The works have been exhibited and activated in numerous museum shows, including “Now Dig This!: Art and Black Los Angeles 1960–1980” at the Hammer Museum and “Radical Presence: Black Performance in Contemporary Art” at the Contemporary Arts Museum Houston. In her earliest days, Nengudi exhibited at Just Above Midtown Gallery, a space for avant-garde African-American artists, including David Hammons and Lorraine O’Grady.

“I’ve yet to decide specifically how the money will be used,” Nengudi said over email. “Certainly I will use it on projects that can manifest my artistic vision, and ideally as an extension to be part of the healing process of our people, our country and our world. High hopes for sure.
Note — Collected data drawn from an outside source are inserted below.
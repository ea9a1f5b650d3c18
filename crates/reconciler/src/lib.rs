//! Table Reconciliation
//!
//! Merges the three HR extracts (SIRH, evaluations, survey) into the
//! feature matrix consumed by the turnover classifier:
//! rename → derive keys → join → normalize → engineer → drop.

mod error;
mod join;
mod keys;
mod normalizer;
mod pipeline;
pub mod schema;

pub use error::ReconcileError;
pub use join::inner_join;
pub use keys::{extract_employee_id, key_column, parse_employee_id, strict_key_column};
pub use normalizer::{normalize_flag, normalize_percentage};
pub use pipeline::{preprocess_input, FeatureMatrix, Reconciler, Reconciliation};

use serde::{Deserialize, Serialize};
use std::fmt;

/// The three raw sources
#[derive(Debug, Clone, Copy, PartialEq, Eq, Hash, Serialize, Deserialize)]
#[serde(rename_all = "snake_case")]
pub enum SourceKind {
    Sirh,
    Evaluation,
    Survey,
}

impl SourceKind {
    pub fn as_str(&self) -> &'static str {
        match self {
            SourceKind::Sirh => "sirh",
            SourceKind::Evaluation => "evaluation",
            SourceKind::Survey => "survey",
        }
    }
}

impl fmt::Display for SourceKind {
    fn fmt(&self, f: &mut fmt::Formatter<'_>) -> fmt::Result {
        f.write_str(self.as_str())
    }
}

/// Why reconciliation produced no rows
#[derive(Debug, Clone, Copy, PartialEq, Eq, Serialize, Deserialize)]
#[serde(tag = "reason", content = "source", rename_all = "snake_case")]
pub enum EmptyReason {
    /// One of the inputs has no rows
    EmptySource(SourceKind),
    /// The inner join matched no employee
    EmptyJoin,
}

impl fmt::Display for EmptyReason {
    fn fmt(&self, f: &mut fmt::Formatter<'_>) -> fmt::Result {
        match self {
            EmptyReason::EmptySource(kind) => write!(f, "source table {} is empty", kind),
            EmptyReason::EmptyJoin => write!(f, "no employee is present in all three sources"),
        }
    }
}
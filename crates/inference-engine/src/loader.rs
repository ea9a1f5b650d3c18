//! Artifact loading by file extension

use crate::classifier::Classifier;
use crate::linear::LinearPipeline;
use crate::onnx::OnnxPipeline;
use crate::InferenceError;
use std::path::Path;
use std::sync::Arc;

/// Load a classifier artifact: `.json` linear pipeline or `.onnx` model
pub fn load_classifier(path: &Path) -> Result<Arc<dyn Classifier>, InferenceError> {
    match path.extension().and_then(|e| e.to_str()) {
        Some("json") => Ok(Arc::new(LinearPipeline::load(path)?)),
        Some("onnx") => Ok(Arc::new(OnnxPipeline::load(path)?)),
        other => Err(InferenceError::ModelLoadError(format!(
            "unsupported model format {:?} for {}",
            other.unwrap_or(""),
            path.display()
        ))),
    }
}

#[cfg(test)]
mod tests {
    use super::*;

    #[test]
    fn test_unknown_extension() {
        let err = load_classifier(Path::new("model/full_pipeline.joblib"))
            .err()
            .expect("joblib is not loadable");
        assert!(err.to_string().contains("unsupported model format"));
    }

    #[test]
    fn test_json_artifact() {
        let dir = tempfile::tempdir().unwrap();
        let path = dir.path().join("model.json");
        std::fs::write(
            &path,
            r#"{"name":"m","encoder":{"numeric":["age"]},"coefficients":[0.1],"intercept":0.0}"#,
        )
        .unwrap();
        let model = load_classifier(&path).unwrap();
        assert_eq!(model.name(), "m");
    }
}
But from my mouth to God’s ear.” Reflecting on how she plans to address the current political and social climate in the United States, Nengudi responded with a Terry Tempest Williams poem penned the day after the election: “I look forward to ‘[flooding] this country with an integrity of purpose and patience and persistence capable of cracking stone,’” Nengudi wrote.  

This year marks USA’s 10th anniversary. Over the course of that time, the organization has given more than $24 million to almost 500 artists. Previous winners in the visual arts category include Wangechi Mutu, Coco Fusco, and Carolee Schneemann. This year’s winners will be honored at a ceremony in Chicago in March 2017, where the artists will be able to work with local not-for-profit organizations and other groups that bring art to the community.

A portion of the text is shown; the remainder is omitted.